Dr Wong told Medscape Medical News that “clinicians need to embrace technology that will improve care, reduce cost, and allow efficient use of clinician time to treat appropriate patients. They should expect that DLS in time will likely outperform clinicians in ‘simple’ type of classification of disease — that is, absent vs present disease. Clinicians will therefore likely need to see those with disease and treatable disease, rather than everyone.”

But before that happens, Dr Varma said, the researchers are aiming to improve sensitivity and specificity of the DLS even further. “We want to have the false-negative rate to be as close to zero as possible. You want to err on the side of more people getting an exam rather than missing people.”

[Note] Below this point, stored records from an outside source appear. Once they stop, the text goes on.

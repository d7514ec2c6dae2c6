//! Actor cells and references
//!
//! TigerStyle: One dispatch lock per actor, try-acquired only; identity by
//! uuid; explicit lifecycle.
//!
//! An `ActorCell` bundles everything the dispatcher needs from an actor: the
//! mailbox, the non-reentrant dispatch lock guarding the boxed behavior, the
//! concrete type token for pool homogeneity checks, the pending-reply
//! counter, and the link to a parent consuming terminal-failure
//! notifications. `ActorRef` is the cloneable handle over a cell.

use std::any::TypeId;
use std::sync::atomic::{AtomicBool, AtomicU32, AtomicUsize, Ordering};
use std::sync::{Arc, Mutex, Weak};

use async_trait::async_trait;
use tokio::sync::oneshot;
use tracing::{debug, error};
use uuid::Uuid;

use selkie_core::clock::{TimeProvider, WallClock};
use selkie_core::constants::{ACTOR_NAME_LENGTH_BYTES_MAX, ACTOR_RESTARTS_COUNT_MAX};
use selkie_core::error::{Error, Result};
use selkie_core::reply::ReplyFuture;

use crate::dispatcher::DispatcherCore;
use crate::mailbox::{Envelope, Mailbox, Payload, PoolStats, ReplySlot};

/// Actor behavior
///
/// Execution is single-threaded per actor: the dispatcher guarantees at most
/// one invocation of any method below at a time, enforced by the cell's
/// dispatch lock.
#[async_trait]
pub trait Actor: Send + 'static {
    /// Message type this actor consumes
    type Msg: Send + 'static;
    /// Reply type for asks
    type Reply: Send + 'static;

    /// Handle one message
    ///
    /// Returning `Ok(Some(reply))` completes a pending reply slot with the
    /// value; `Ok(None)` completes it with no value. An actor that forwards
    /// the reply elsewhere takes the slot out of the context first.
    async fn receive(
        &mut self,
        ctx: &mut ActorContext<Self::Msg, Self::Reply>,
        msg: Self::Msg,
    ) -> Result<Option<Self::Reply>>;

    /// A linked child exhausted its restart budget
    async fn on_peer_terminated(
        &mut self,
        _ctx: &mut ActorContext<Self::Msg, Self::Reply>,
        _peer: Uuid,
    ) -> Result<()> {
        Ok(())
    }

    /// Answer a `Stat` probe; non-pool actors ignore it
    fn pool_stats(&self) -> Option<PoolStats> {
        None
    }
}

/// Context provided to an actor during an invocation
pub struct ActorContext<M, R> {
    /// Reference to the actor currently processing
    pub myself: ActorRef<M, R>,
    reply: Option<ReplySlot<R>>,
}

impl<M, R> ActorContext<M, R> {
    pub(crate) fn new(myself: ActorRef<M, R>, reply: Option<ReplySlot<R>>) -> Self {
        Self { myself, reply }
    }

    /// Whether the current message expects a reply
    pub fn has_reply(&self) -> bool {
        self.reply.is_some()
    }

    /// Take ownership of the reply slot
    ///
    /// After this the dispatcher no longer auto-completes the slot from the
    /// receive return value; the taker must complete it.
    pub fn take_reply(&mut self) -> Option<ReplySlot<R>> {
        self.reply.take()
    }
}

pub(crate) struct ActorCell<M, R> {
    pub(crate) uuid: Uuid,
    pub(crate) name: String,
    pub(crate) actor_type: TypeId,
    pub(crate) actor_type_name: &'static str,
    pub(crate) mailbox: Mailbox<M, R>,
    /// The dispatch lock: non-reentrant, only ever try-acquired. Holding it
    /// is the "currently processing" state.
    pub(crate) handler: tokio::sync::Mutex<Box<dyn Actor<Msg = M, Reply = R>>>,
    /// Outstanding un-resolved reply slots held by this actor
    pub(crate) pending_replies: Arc<AtomicUsize>,
    failures: AtomicU32,
    stopped: AtomicBool,
    parent: Mutex<Option<ActorRef<M, R>>>,
    scheduler: Mutex<Weak<DispatcherCore<M, R>>>,
    pub(crate) clock: Arc<dyn TimeProvider>,
}

/// Cloneable handle to an actor
///
/// Equality and hashing are by uuid.
pub struct ActorRef<M, R> {
    cell: Arc<ActorCell<M, R>>,
}

impl<M, R> Clone for ActorRef<M, R> {
    fn clone(&self) -> Self {
        Self {
            cell: Arc::clone(&self.cell),
        }
    }
}

impl<M, R> PartialEq for ActorRef<M, R> {
    fn eq(&self, other: &Self) -> bool {
        self.cell.uuid == other.cell.uuid
    }
}

impl<M, R> Eq for ActorRef<M, R> {}

impl<M, R> std::hash::Hash for ActorRef<M, R> {
    fn hash<H: std::hash::Hasher>(&self, state: &mut H) {
        self.cell.uuid.hash(state);
    }
}

impl<M, R> std::fmt::Debug for ActorRef<M, R> {
    fn fmt(&self, f: &mut std::fmt::Formatter<'_>) -> std::fmt::Result {
        f.debug_struct("ActorRef")
            .field("name", &self.cell.name)
            .field("uuid", &self.cell.uuid)
            .finish()
    }
}

impl<M, R> ActorRef<M, R>
where
    M: Send + 'static,
    R: Send + 'static,
{
    /// Spawn a new actor
    pub fn spawn<A>(name: impl Into<String>, actor: A) -> Self
    where
        A: Actor<Msg = M, Reply = R>,
    {
        let name = name.into();
        debug_assert!(!name.is_empty(), "actor name must not be empty");
        debug_assert!(
            name.len() <= ACTOR_NAME_LENGTH_BYTES_MAX,
            "actor name exceeds ACTOR_NAME_LENGTH_BYTES_MAX"
        );

        Self {
            cell: Arc::new(ActorCell {
                uuid: Uuid::new_v4(),
                name,
                actor_type: TypeId::of::<A>(),
                actor_type_name: std::any::type_name::<A>(),
                mailbox: Mailbox::new(),
                handler: tokio::sync::Mutex::new(Box::new(actor)),
                pending_replies: Arc::new(AtomicUsize::new(0)),
                failures: AtomicU32::new(0),
                stopped: AtomicBool::new(false),
                parent: Mutex::new(None),
                scheduler: Mutex::new(Weak::new()),
                clock: Arc::new(WallClock::new()),
            }),
        }
    }

    /// Stable identity
    pub fn uuid(&self) -> Uuid {
        self.cell.uuid
    }

    /// Actor name (for logs)
    pub fn name(&self) -> &str {
        &self.cell.name
    }

    /// Number of messages waiting in the mailbox
    pub fn mailbox_len(&self) -> usize {
        self.cell.mailbox.len()
    }

    /// Whether the mailbox is empty
    pub fn mailbox_is_empty(&self) -> bool {
        self.cell.mailbox.is_empty()
    }

    /// Whether the actor currently holds an un-resolved reply slot
    pub fn has_pending_reply(&self) -> bool {
        self.cell.pending_replies.load(Ordering::Relaxed) > 0
    }

    /// Whether the actor has been stopped
    pub fn is_stopped(&self) -> bool {
        self.cell.stopped.load(Ordering::Relaxed)
    }

    /// Stop the actor
    ///
    /// Subsequent sends are rejected; messages still queued are failed on the
    /// next drain.
    pub fn stop(&self) {
        self.cell.stopped.store(true, Ordering::Relaxed);
        debug!(actor = %self.cell.name, "actor stopped");
    }

    /// Link this actor to a parent that receives terminal-failure
    /// notifications
    pub fn start_linked_to(&self, parent: &ActorRef<M, R>) {
        let mut slot = self.cell.parent.lock().unwrap_or_else(|e| e.into_inner());
        *slot = Some(parent.clone());
    }

    /// Enqueue a message at the mailbox tail
    ///
    /// # Errors
    /// `ActorStopped` if the actor was stopped; `DispatcherNotStarted` if the
    /// actor is registered with an inactive dispatcher.
    pub fn send(&self, msg: M) -> Result<()> {
        if self.is_stopped() {
            return Err(Error::actor_stopped(&self.cell.name));
        }
        let envelope = Envelope::new(Payload::User { msg, reply: None }, self.cell.clock.as_ref());
        self.deliver(envelope)
    }

    /// Enqueue a message with a reply slot
    ///
    /// The returned future completes when the responder (or a thief that the
    /// message was donated to) finishes the message.
    pub fn ask(&self, msg: M) -> Result<ReplyFuture<R>> {
        if self.is_stopped() {
            return Err(Error::actor_stopped(&self.cell.name));
        }
        let (tx, rx) = oneshot::channel();
        let slot = ReplySlot::new(tx, self.cell.pending_replies.clone());
        let envelope = Envelope::new(
            Payload::User {
                msg,
                reply: Some(slot),
            },
            self.cell.clock.as_ref(),
        );
        self.deliver(envelope)?;
        Ok(ReplyFuture::new(rx, self.cell.name.clone()))
    }

    /// Probe a pool actor for statistics
    pub async fn stats(&self) -> Result<PoolStats> {
        if self.is_stopped() {
            return Err(Error::actor_stopped(&self.cell.name));
        }
        let (tx, rx) = oneshot::channel();
        let envelope = Envelope::new(Payload::Stat { reply_tx: tx }, self.cell.clock.as_ref());
        self.deliver(envelope)?;
        rx.await
            .map_err(|_| Error::reply_dropped(&self.cell.name))
    }

    /// Deliver a terminal-failure notification for `peer` to this actor
    ///
    /// This is the supervision surface: the runtime calls it when a linked
    /// child exhausts its restart budget, and external supervisors may call
    /// it directly.
    pub fn notify_peer_terminated(&self, peer: Uuid) -> Result<()> {
        if self.is_stopped() {
            return Err(Error::actor_stopped(&self.cell.name));
        }
        let envelope = Envelope::new(Payload::Terminated { actor: peer }, self.cell.clock.as_ref());
        self.deliver(envelope)
    }

    fn deliver(&self, envelope: Envelope<M, R>) -> Result<()> {
        let scheduler = {
            let slot = self
                .cell
                .scheduler
                .lock()
                .unwrap_or_else(|e| e.into_inner());
            slot.upgrade()
        };
        match scheduler {
            Some(core) => core.dispatch(self, envelope),
            // Not registered anywhere: messages wait in the mailbox until a
            // dispatcher drives this actor.
            None => {
                self.cell.mailbox.push(envelope);
                Ok(())
            }
        }
    }

    pub(crate) fn cell(&self) -> &ActorCell<M, R> {
        &self.cell
    }

    pub(crate) fn actor_type(&self) -> TypeId {
        self.cell.actor_type
    }

    pub(crate) fn type_name(&self) -> &'static str {
        self.cell.actor_type_name
    }

    pub(crate) fn pending_counter(&self) -> Arc<AtomicUsize> {
        self.cell.pending_replies.clone()
    }

    pub(crate) fn attach(&self, core: Weak<DispatcherCore<M, R>>) {
        let mut slot = self
            .cell
            .scheduler
            .lock()
            .unwrap_or_else(|e| e.into_inner());
        *slot = core;
    }

    pub(crate) fn detach(&self) {
        self.attach(Weak::new());
    }

    /// Record a receive failure with no reply slot attached
    ///
    /// Once the restart budget is exhausted the actor is stopped and the
    /// linked parent is notified exactly once.
    pub(crate) fn record_receive_failure(&self, error: &Error) {
        let failures = self.cell.failures.fetch_add(1, Ordering::Relaxed) + 1;
        error!(
            actor = %self.cell.name,
            %error,
            failures,
            "receive failed with no reply slot"
        );
        if failures == ACTOR_RESTARTS_COUNT_MAX + 1 {
            error!(
                actor = %self.cell.name,
                budget = ACTOR_RESTARTS_COUNT_MAX,
                "restart budget exhausted"
            );
            self.stop();
            let parent = {
                let slot = self.cell.parent.lock().unwrap_or_else(|e| e.into_inner());
                slot.clone()
            };
            if let Some(parent) = parent {
                let _ = parent.notify_peer_terminated(self.cell.uuid);
            }
        }
    }
}

#[cfg(test)]
mod tests {
    use super::*;

    struct Echo;

    #[async_trait]
    impl Actor for Echo {
        type Msg = String;
        type Reply = String;

        async fn receive(
            &mut self,
            _ctx: &mut ActorContext<String, String>,
            msg: String,
        ) -> Result<Option<String>> {
            Ok(Some(msg))
        }
    }

    #[tokio::test]
    async fn test_spawn_assigns_identity() {
        let a: ActorRef<String, String> = ActorRef::spawn("echo-1", Echo);
        let b: ActorRef<String, String> = ActorRef::spawn("echo-2", Echo);

        assert_ne!(a.uuid(), b.uuid());
        assert_eq!(a.name(), "echo-1");
        assert_eq!(a, a.clone());
        assert_ne!(a, b);
    }

    #[tokio::test]
    async fn test_send_unregistered_enqueues_only() {
        let a: ActorRef<String, String> = ActorRef::spawn("echo", Echo);

        a.send("hello".to_string()).unwrap();
        a.send("world".to_string()).unwrap();

        assert_eq!(a.mailbox_len(), 2);
        assert!(!a.mailbox_is_empty());
    }

    #[tokio::test]
    async fn test_send_to_stopped_actor_rejected() {
        let a: ActorRef<String, String> = ActorRef::spawn("echo", Echo);
        a.stop();

        let err = a.send("hello".to_string()).unwrap_err();
        assert!(matches!(err, Error::ActorStopped { .. }));
        assert!(a.ask("hello".to_string()).is_err());
    }

    #[tokio::test]
    async fn test_ask_tracks_pending_reply() {
        let a: ActorRef<String, String> = ActorRef::spawn("echo", Echo);
        assert!(!a.has_pending_reply());

        let future = a.ask("hello".to_string()).unwrap();
        assert!(a.has_pending_reply());

        // No dispatcher drives this actor; the future is abandoned and the
        // slot drops with the envelope.
        drop(future);
        assert_eq!(a.mailbox_len(), 1);
    }

    #[tokio::test]
    async fn test_restart_budget_notifies_parent() {
        let parent: ActorRef<String, String> = ActorRef::spawn("parent", Echo);
        let child: ActorRef<String, String> = ActorRef::spawn("child", Echo);
        child.start_linked_to(&parent);

        for _ in 0..ACTOR_RESTARTS_COUNT_MAX + 1 {
            child.record_receive_failure(&Error::internal("boom"));
        }

        assert!(child.is_stopped());
        assert_eq!(parent.mailbox_len(), 1);
        match parent.cell().mailbox.poll_head().unwrap().payload {
            Payload::Terminated { actor } => assert_eq!(actor, child.uuid()),
            other => panic!("expected terminated notification, got {}", other.kind()),
        }

        // Crossing the budget again must not notify twice
        child.cell().stopped.store(false, Ordering::Relaxed);
        child.record_receive_failure(&Error::internal("boom"));
        assert_eq!(parent.mailbox_len(), 0);
    }
}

In order to do that, the group plans to expand the data set even further to reduce the error rates and also to test the DLS within the seven standard fields of retinopathy classification.

In the future, he said, they hope to also develop an algorithm for retinopathy progression to incorporate into a DLS-based tool that ophthalmologists could use in the management of patients with established retinopathy.

Such a tool might be able to identify combinations of features in the retina that ophthalmologists can’t currently see.

“It would be an additional enhancement for retina specialists to reduce the error rate and detect progression earlier.…That’s where we’re going next,” Dr Varma said.

Referring to the screening tool, he also commented, “This is an example of how technology is working toward reducing the overall costs of healthcare….Technology is expensive, but this is an example of where technology will significantly reduce the cost.

“And more important, it will reduce the burden of disease. We hope that fewer people will go blind or lose vision and will get care earlier. I think it’s a win-win for everybody.”

The project received funding from National Medical Research Council, Ministry of Health, Singapore National Health Innovation Center, SingHealth Foundation, and the Tanoto Foundation; and unrestricted donations to the retina division, Johns Hopkins University School of Medicine. Dr Ting and Dr Wong are coinventors on a patent for the deep learning system used in this study. Dr Varma receives funding from the US National Institutes of Health. Disclosures for the coauthors are listed in the paper.